ABOUT THIS EXERCISE
Below are the records. Gather each line that holds "crate".

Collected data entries

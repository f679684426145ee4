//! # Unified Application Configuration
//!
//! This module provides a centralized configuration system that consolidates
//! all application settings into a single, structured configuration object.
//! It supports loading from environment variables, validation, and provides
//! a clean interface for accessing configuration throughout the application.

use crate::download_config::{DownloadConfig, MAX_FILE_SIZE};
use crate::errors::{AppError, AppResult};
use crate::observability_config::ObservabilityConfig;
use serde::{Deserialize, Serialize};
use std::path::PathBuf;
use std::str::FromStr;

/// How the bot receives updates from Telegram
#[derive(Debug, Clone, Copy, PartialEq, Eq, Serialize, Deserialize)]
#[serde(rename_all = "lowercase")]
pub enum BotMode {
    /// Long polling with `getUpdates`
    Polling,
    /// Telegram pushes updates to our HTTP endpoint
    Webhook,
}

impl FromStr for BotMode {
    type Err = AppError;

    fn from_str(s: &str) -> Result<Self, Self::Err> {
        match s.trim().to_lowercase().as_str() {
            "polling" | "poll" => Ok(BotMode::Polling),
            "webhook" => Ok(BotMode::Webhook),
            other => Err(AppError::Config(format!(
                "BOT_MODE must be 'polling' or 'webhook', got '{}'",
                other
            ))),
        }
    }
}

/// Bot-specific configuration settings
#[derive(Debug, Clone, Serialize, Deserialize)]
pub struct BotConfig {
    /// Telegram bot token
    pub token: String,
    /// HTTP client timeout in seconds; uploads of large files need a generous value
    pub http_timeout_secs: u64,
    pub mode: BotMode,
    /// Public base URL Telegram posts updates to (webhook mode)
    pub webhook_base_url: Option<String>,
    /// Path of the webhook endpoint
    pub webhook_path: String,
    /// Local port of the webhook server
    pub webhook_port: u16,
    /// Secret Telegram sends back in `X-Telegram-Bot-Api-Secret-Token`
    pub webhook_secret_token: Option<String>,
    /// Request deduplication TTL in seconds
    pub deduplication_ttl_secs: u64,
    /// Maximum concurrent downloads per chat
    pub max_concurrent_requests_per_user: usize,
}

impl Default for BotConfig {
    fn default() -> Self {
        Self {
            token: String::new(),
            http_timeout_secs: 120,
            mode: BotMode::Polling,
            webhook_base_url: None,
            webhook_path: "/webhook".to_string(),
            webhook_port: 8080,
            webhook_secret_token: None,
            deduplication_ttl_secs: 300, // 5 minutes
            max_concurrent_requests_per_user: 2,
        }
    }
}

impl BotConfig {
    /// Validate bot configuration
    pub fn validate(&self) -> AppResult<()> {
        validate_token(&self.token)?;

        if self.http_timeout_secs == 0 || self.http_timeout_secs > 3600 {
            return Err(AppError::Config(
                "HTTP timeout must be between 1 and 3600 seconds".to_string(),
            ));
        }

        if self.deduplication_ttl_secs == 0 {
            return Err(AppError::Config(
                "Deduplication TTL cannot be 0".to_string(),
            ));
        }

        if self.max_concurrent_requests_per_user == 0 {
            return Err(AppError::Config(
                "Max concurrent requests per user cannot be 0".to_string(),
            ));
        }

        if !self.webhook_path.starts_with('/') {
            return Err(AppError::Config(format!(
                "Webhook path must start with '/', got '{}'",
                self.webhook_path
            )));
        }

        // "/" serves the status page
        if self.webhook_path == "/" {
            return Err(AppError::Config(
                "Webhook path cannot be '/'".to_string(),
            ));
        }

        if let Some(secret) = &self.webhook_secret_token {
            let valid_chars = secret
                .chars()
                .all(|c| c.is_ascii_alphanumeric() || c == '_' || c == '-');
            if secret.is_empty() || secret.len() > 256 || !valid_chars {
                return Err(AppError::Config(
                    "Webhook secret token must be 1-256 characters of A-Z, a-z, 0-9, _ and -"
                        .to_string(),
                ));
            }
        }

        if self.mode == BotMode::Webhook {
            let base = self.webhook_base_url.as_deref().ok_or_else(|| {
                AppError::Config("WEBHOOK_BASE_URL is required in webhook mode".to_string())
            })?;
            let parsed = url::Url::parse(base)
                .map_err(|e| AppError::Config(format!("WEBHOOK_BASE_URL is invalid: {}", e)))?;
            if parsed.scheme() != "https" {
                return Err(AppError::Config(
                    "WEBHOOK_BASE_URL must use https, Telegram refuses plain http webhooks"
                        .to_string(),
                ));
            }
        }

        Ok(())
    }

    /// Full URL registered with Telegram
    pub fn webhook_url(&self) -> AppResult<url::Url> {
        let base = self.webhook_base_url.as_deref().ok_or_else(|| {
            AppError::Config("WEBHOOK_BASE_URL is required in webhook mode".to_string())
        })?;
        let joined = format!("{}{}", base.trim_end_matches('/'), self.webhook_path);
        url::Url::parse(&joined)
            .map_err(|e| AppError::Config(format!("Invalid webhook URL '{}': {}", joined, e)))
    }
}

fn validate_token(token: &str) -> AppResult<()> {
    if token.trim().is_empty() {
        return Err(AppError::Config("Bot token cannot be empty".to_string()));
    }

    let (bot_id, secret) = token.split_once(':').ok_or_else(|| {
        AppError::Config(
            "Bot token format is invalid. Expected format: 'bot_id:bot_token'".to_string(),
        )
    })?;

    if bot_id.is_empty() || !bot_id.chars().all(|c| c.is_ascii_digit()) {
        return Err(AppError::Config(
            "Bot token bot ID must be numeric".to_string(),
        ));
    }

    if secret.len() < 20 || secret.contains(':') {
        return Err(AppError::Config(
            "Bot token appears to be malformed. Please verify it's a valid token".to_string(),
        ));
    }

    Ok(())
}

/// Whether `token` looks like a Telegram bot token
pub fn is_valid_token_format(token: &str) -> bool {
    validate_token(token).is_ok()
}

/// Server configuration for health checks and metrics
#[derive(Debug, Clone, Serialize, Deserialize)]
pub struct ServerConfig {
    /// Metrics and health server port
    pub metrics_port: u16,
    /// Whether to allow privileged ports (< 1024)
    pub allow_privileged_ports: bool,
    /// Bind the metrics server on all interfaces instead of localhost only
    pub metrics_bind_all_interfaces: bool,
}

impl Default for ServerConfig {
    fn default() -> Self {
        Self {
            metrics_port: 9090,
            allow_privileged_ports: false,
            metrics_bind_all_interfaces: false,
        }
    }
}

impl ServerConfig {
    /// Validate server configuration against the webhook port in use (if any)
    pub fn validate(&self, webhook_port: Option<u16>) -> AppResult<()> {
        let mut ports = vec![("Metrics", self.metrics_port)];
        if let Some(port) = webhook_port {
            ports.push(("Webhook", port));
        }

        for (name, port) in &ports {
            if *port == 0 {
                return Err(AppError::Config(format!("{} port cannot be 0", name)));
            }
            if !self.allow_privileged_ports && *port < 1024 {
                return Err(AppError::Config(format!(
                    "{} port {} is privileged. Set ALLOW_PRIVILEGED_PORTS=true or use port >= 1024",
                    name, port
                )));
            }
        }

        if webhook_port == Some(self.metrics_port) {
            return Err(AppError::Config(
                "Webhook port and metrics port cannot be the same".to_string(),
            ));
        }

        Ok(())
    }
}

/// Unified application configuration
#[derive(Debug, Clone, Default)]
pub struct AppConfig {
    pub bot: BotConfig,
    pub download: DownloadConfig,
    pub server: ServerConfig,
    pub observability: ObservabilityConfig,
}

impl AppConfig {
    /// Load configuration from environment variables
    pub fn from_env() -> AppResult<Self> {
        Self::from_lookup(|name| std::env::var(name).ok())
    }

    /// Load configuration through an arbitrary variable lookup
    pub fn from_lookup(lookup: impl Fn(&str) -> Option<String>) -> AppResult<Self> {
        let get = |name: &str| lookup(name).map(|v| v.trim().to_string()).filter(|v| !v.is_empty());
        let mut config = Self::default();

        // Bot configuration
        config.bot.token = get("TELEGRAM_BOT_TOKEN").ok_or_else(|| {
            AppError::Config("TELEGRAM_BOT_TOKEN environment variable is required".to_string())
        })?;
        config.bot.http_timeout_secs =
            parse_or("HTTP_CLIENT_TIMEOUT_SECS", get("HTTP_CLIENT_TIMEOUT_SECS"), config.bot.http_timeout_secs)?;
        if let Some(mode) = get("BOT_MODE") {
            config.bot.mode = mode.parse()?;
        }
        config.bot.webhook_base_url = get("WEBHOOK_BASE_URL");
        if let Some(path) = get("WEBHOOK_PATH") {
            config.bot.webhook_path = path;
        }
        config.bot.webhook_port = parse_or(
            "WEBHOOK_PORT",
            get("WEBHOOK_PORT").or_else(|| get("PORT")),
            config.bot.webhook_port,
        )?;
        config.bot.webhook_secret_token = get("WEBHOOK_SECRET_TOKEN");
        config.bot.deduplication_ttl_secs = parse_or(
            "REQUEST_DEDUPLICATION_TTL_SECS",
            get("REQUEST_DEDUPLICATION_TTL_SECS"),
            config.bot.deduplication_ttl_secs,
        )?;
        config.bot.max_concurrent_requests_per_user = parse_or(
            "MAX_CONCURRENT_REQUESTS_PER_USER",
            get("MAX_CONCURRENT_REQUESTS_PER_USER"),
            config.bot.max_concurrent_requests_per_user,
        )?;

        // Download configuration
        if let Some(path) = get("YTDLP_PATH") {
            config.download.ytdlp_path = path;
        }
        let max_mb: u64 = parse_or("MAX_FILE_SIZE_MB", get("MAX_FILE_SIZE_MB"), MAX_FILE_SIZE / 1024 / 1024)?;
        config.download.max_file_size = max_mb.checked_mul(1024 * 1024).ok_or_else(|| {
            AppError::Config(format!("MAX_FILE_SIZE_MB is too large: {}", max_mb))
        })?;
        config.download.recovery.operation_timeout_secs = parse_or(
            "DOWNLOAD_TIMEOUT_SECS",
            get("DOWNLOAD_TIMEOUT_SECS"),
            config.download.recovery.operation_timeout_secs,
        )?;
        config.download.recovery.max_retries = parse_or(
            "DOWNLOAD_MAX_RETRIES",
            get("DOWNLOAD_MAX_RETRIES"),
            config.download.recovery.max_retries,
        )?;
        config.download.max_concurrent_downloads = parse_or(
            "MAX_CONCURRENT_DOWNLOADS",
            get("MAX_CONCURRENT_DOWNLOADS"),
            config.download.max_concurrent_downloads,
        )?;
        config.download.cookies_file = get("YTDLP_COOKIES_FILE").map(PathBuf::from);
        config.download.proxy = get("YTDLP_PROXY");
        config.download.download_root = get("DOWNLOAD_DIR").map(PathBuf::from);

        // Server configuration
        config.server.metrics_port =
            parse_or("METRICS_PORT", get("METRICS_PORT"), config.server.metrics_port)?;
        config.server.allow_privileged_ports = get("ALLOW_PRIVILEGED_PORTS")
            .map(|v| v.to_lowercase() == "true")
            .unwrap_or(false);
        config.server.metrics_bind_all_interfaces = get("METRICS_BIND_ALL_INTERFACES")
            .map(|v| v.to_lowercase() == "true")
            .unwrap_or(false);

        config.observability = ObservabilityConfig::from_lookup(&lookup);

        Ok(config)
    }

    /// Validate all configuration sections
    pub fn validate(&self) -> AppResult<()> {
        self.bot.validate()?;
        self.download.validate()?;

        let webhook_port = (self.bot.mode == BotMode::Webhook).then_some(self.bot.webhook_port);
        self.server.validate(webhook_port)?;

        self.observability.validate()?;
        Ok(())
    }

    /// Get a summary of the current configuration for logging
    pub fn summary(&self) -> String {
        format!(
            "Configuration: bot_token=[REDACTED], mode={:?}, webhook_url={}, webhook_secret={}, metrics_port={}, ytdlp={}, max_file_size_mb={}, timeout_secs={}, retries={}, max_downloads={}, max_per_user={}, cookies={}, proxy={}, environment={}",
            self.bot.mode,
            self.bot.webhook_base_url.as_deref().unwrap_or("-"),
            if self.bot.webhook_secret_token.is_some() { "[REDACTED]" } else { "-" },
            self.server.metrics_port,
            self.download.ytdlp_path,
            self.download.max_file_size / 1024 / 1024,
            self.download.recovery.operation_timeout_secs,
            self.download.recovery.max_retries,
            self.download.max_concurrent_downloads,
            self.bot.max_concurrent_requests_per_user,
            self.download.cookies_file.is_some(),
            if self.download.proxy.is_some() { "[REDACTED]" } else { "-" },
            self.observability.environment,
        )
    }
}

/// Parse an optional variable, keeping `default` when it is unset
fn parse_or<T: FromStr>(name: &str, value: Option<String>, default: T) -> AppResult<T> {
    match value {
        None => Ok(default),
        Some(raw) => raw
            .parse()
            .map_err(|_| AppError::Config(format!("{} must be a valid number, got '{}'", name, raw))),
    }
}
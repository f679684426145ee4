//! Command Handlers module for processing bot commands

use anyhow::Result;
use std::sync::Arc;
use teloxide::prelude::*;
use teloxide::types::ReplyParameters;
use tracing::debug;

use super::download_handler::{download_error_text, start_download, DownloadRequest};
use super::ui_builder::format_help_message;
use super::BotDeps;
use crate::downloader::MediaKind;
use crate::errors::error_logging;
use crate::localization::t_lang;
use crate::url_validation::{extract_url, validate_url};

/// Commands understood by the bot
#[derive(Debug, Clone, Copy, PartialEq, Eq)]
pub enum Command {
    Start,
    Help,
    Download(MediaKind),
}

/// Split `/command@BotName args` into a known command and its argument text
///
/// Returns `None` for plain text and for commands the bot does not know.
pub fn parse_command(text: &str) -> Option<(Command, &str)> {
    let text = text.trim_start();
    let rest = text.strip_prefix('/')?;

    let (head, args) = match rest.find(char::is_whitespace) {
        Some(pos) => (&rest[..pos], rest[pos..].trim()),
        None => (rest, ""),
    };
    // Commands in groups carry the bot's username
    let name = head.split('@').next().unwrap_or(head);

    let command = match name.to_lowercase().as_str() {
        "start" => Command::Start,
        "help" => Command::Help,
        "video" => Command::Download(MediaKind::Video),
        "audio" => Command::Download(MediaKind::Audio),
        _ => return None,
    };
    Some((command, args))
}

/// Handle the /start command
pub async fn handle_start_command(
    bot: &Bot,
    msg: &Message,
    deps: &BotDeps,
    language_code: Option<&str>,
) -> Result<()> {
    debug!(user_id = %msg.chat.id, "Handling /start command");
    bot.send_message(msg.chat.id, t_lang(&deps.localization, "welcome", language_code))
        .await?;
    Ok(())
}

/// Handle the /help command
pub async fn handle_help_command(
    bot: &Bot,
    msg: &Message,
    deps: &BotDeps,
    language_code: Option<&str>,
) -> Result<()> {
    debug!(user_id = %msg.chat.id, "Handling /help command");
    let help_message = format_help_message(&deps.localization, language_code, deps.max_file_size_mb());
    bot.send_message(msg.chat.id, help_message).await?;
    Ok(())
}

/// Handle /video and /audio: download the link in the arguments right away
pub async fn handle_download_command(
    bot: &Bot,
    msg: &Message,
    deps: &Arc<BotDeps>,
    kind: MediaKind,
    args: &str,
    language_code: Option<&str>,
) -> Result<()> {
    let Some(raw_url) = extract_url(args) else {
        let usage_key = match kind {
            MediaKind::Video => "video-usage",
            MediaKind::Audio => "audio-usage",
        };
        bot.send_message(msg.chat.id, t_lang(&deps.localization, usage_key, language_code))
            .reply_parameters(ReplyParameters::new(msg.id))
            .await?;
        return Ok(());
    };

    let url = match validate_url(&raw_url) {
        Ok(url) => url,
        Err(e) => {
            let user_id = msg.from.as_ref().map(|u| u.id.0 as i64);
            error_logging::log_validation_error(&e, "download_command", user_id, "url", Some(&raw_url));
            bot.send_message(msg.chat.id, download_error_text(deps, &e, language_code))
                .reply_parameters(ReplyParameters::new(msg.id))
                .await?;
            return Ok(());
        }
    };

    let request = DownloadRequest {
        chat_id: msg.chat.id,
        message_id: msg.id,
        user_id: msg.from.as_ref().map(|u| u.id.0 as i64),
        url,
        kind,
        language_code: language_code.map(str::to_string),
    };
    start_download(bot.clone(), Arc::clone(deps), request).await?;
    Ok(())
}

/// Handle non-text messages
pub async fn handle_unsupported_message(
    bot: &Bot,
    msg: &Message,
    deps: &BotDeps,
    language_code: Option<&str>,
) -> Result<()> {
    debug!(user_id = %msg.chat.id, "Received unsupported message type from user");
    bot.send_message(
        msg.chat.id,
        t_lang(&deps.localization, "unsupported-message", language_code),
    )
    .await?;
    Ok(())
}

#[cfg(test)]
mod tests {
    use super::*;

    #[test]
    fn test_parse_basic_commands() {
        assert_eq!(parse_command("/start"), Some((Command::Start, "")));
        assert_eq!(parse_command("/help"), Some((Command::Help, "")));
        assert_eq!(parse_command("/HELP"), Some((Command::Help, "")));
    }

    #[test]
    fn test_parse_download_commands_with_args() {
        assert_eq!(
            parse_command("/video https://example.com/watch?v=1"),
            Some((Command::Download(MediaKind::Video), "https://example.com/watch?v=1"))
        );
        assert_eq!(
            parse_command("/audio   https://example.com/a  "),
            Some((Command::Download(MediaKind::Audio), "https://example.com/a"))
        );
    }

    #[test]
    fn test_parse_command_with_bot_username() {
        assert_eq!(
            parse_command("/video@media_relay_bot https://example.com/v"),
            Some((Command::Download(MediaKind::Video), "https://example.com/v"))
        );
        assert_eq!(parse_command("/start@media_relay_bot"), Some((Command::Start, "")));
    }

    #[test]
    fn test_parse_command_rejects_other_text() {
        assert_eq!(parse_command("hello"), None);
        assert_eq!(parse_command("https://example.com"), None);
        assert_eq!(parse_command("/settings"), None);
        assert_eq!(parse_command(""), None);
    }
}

EXPECTED ANSWER
use crate::download_config::{DownloadConfig, MAX_FILE_SIZE};
use crate::errors::{AppError, AppResult};
use crate::observability_config::ObservabilityConfig;
use crate::downloader::MediaKind;
use crate::errors::error_logging;
use crate::localization::t_lang;
use crate::url_validation::{extract_url, validate_url};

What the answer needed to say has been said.